I have done it both ways and I prefer when the cake is hot. It’s soaks into the cake better.
I loved the tangy lemon flavor an, but it only made 1/2 cup not the 1 cup the recipe states.. I drizzled it cold the over a floating lemon pudding and it was still delicious. Thinning it with a bit of water next day did not change the flavor.
Did anyone else have an issue with the amount made?
Every time you buy lemons take one and zest in one tub juice in another freeze until you have enuf to make amount you use or for when you don’t have fresh or make lemoncello keeps ages will make great sauce
Would this be good putting over blueberry pies
Yes
Really liked the lemon sauce. I didn’t have orange juice, and used arrowroot in place of cornstarch. I usually make my lemon sauce with a cooked lemon pudding mix, that I thin down, this is easier and so lemony!
This is so delicious and very easy to make. My whole family loved it and wants more! I’m going to make a chocolate cake with coconut and mango buttercream with the lemon sauce as a filling. Thank you for the amazing recipe!
I’m so happy you liked it.

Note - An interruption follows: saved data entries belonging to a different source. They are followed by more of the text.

fn tx_error(e: TransactionError<()>) -> StoreError {
    match e {
        TransactionError::Storage(e) => StoreError::Sled(e),
        TransactionError::Abort(()) => StoreError::Serialization("transaction aborted".into()),
    }
}

#[cfg(test)]
mod tests {
    use super::*;
    use crate::crypto::{KeyStore, SignatureVerifier};
    use crate::user::types::format_timestamp;
    use crate::user::{Role, Status};
    use chrono::{TimeZone, Utc};
    use std::sync::Arc;
    use tempfile::TempDir;

    struct Fixture {
        _tmp: TempDir,
        store: UserStore,
        verifier: SignatureVerifier,
    }

    fn fixture() -> Fixture {
        let tmp = TempDir::new().unwrap();
        let keys = Arc::new(KeyStore::open(tmp.path().join("keys")).unwrap());
        let verifier = SignatureVerifier::from_pem(keys.public_key().unwrap()).unwrap();
        let store = UserStore::open_temporary(RecordSigner::new(keys)).unwrap();
        Fixture {
            _tmp: tmp,
            store,
            verifier,
        }
    }

    fn new_user(email: &str) -> NewUser {
        NewUser {
            email: email.to_string(),
            role: Role::User,
            status: Status::Active,
        }
    }

    #[test]
    fn create_signs_and_assigns_ids() {
        let fx = fixture();
        let a = fx.store.create(new_user("a@example.com")).unwrap();
        let b = fx.store.create(new_user("b@example.com")).unwrap();

        assert_eq!(a.id, 1);
        assert_eq!(b.id, 2);
        assert!(fx.verifier.verify_record(&a));
        assert!(fx.verifier.verify_record(&b));
        assert!(a.created_at.ends_with('Z'));
        assert_eq!(fx.store.get(1).unwrap(), Some(a.clone()));
        assert_eq!(fx.store.get_by_email("a@example.com").unwrap(), Some(a));
    }

    #[test]
    fn create_rejects_bad_and_duplicate_emails() {
        let fx = fixture();
        assert!(matches!(
            fx.store.create(new_user("not-an-email")),
            Err(StoreError::InvalidEmail)
        ));
        fx.store.create(new_user("a@example.com")).unwrap();
        assert!(matches!(
            fx.store.create(new_user("a@example.com")),
            Err(StoreError::DuplicateEmail)
        ));
        assert_eq!(fx.store.count(), 1);
    }

    #[test]
    fn email_update_resigns() {
        let fx = fixture();
        let created = fx.store.create(new_user("old@example.com")).unwrap();
        let updated = fx
            .store
            .update(
                created.id,
                UserUpdate {
                    email: Some("new@example.com".into()),
                    ..Default::default()
                },
            )
            .unwrap();

        assert_eq!(updated.email, "new@example.com");
        assert_ne!(updated.signature, created.signature);
        assert!(fx.verifier.verify_record(&updated));
        assert!(fx.store.get_by_email("old@example.com").unwrap().is_none());
        assert_eq!(
            fx.store.get_by_email("new@example.com").unwrap().map(|r| r.id),
            Some(created.id)
        );
    }

    #[test]
    fn role_and_status_updates_keep_the_signature() {
        let fx = fixture();
        let created = fx.store.create(new_user("a@example.com")).unwrap();
        let updated = fx
            .store
            .update(
                created.id,
                UserUpdate {
                    role: Some(Role::Admin),
                    status: Some(Status::Inactive),
                    ..Default::default()
                },
            )
            .unwrap();

        assert_eq!(updated.role, Role::Admin);
        assert_eq!(updated.status, Status::Inactive);
        assert_eq!(updated.signature, created.signature);
    }

    #[test]
    fn empty_update_is_a_no_op() {
        let fx = fixture();
        let created = fx.store.create(new_user("a@example.com")).unwrap();
        let same = fx.store.update(created.id, UserUpdate::default()).unwrap();
        assert_eq!(same, created);
    }

    #[test]
    fn update_checks_existence_and_uniqueness() {
        let fx = fixture();
        let a = fx.store.create(new_user("a@example.com")).unwrap();
        fx.store.create(new_user("b@example.com")).unwrap();

        assert!(matches!(
            fx.store.update(99, UserUpdate::default()),
            Err(StoreError::NotFound(99))
        ));
        let taken = UserUpdate {
            email: Some("b@example.com".into()),
            ..Default::default()
        };
        assert!(matches!(
            fx.store.update(a.id, taken),
            Err(StoreError::DuplicateEmail)
        ));
        let bad = UserUpdate {
            email: Some("".into()),
            ..Default::default()
        };
        assert!(matches!(
            fx.store.update(a.id, bad),
            Err(StoreError::InvalidEmail)
        ));

        // Re-submitting your own email is allowed.
        let own = UserUpdate {
            email: Some("a@example.com".into()),
            ..Default::default()
        };
        assert!(fx.store.update(a.id, own).is_ok());
    }

    #[test]
    fn delete_frees_the_email_but_not_the_id() {
        let fx = fixture();
        let a = fx.store.create(new_user("a@example.com")).unwrap();
        fx.store.delete(a.id).unwrap();

        assert!(fx.store.get(a.id).unwrap().is_none());
        assert!(matches!(
            fx.store.delete(a.id),
            Err(StoreError::NotFound(_))
        ));

        let again = fx.store.create(new_user("a@example.com")).unwrap();
        assert_eq!(again.id, 2);
    }

    #[test]
    fn list_is_newest_first() {
        let fx = fixture();
        for email in ["a@example.com", "b@example.com", "c@example.com"] {
            fx.store.create(new_user(email)).unwrap();
        }
        let ids: Vec<u64> = fx.store.list().unwrap().iter().map(|r| r.id).collect();
        assert_eq!(ids, vec![3, 2, 1]);
    }

    #[test]
    fn daily_counts_fill_the_window() {
        let fx = fixture();
        fx.store.create(new_user("a@example.com")).unwrap();
        fx.store.create(new_user("b@example.com")).unwrap();
        let today = Utc::now().date_naive();

        // Backdate one record by rewriting it directly.
        let mut old = fx.store.get(1).unwrap().unwrap();
        let three_days_ago = today.checked_sub_days(Days::new(3)).unwrap();
        old.created_at = format_timestamp(
            Utc.from_utc_datetime(&three_days_ago.and_hms_opt(12, 0, 0).unwrap()),
        );
        fx.store.put(&old, None).unwrap();

        let counts = fx.store.daily_counts(7, today).unwrap();
        assert_eq!(counts.len(), 7);
        assert_eq!(counts[6].date, today.format("%Y-%m-%d").to_string());
        assert_eq!(counts[6].count, 1);
        assert_eq!(counts[3].count, 1);
        assert_eq!(counts.iter().map(|c| c.count).sum::<u64>(), 2);
    }

    #[test]
    fn daily_counts_of_zero_days_is_empty() {
        let fx = fixture();
        let today = Utc::now().date_naive();
        assert!(fx.store.daily_counts(0, today).unwrap().is_empty());
    }

    #[test]
    fn concurrent_creates_keep_emails_unique() {
        let fx = fixture();
        let store = &fx.store;
        let results: Vec<_> = std::thread::scope(|scope| {
            let handles: Vec<_> = (0..8)
                .map(|_| scope.spawn(move || store.create(new_user("race@example.com"))))
                .collect();
            handles.into_iter().map(|h| h.join().unwrap()).collect()
        });

        assert_eq!(results.iter().filter(|r| r.is_ok()).count(), 1);
        assert_eq!(store.count(), 1);
    }

    #[test]
    fn reopening_preserves_records() {
        let tmp = TempDir::new().unwrap();
        let keys = Arc::new(KeyStore::open(tmp.path().join("keys")).unwrap());
        let path = tmp.path().join("db");
        {
            let store = UserStore::open(&path, RecordSigner::new(Arc::clone(&keys))).unwrap();
            store.create(new_user("a@example.com")).unwrap();
        }
        // sled's flusher thread can hold the directory lock briefly after drop.
        let store = (0..50)
            .find_map(|_| {
                match UserStore::open(&path, RecordSigner::new(Arc::clone(&keys))) {
                    Ok(store) => Some(store),
                    Err(_) => {
                        std::thread::sleep(std::time::Duration::from_millis(20));
                        None
                    }
                }
            })
            .expect("database lock released after drop");
        assert_eq!(store.count(), 1);
        let next = store.create(new_user("b@example.com")).unwrap();
        assert_eq!(next.id, 2);
    }
}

Thanks for your kind words!
I can’t wait to try this- just wondering if I can keep this at room temperature or refrigerate this for a couple of hours. If I refrigerate it and it gets thick, is there some way that I can thin it a little bit? Thank you!
Refrigerate and you can heat in the microwave
My mother always served lemon sauce with her warm gingerbread cake. Yumm
My use to make this when I was a kid and I am 59 now. She never put lemon zest or OJ in it and it turned out perfect. So if you do not have those 2 ingredients, no biggie it stills turns out so good. And a big NO to adding flour instead of startch. It is a sweet sauce not a gravy. The texture will be aweful.
Can you substitute corn starch for something else, like flour?
flour will thicken it but will leave it ‘milky’ looking not clear. Corn starch leaves it clear
Can the lemon one be served cold? Does it stay as good?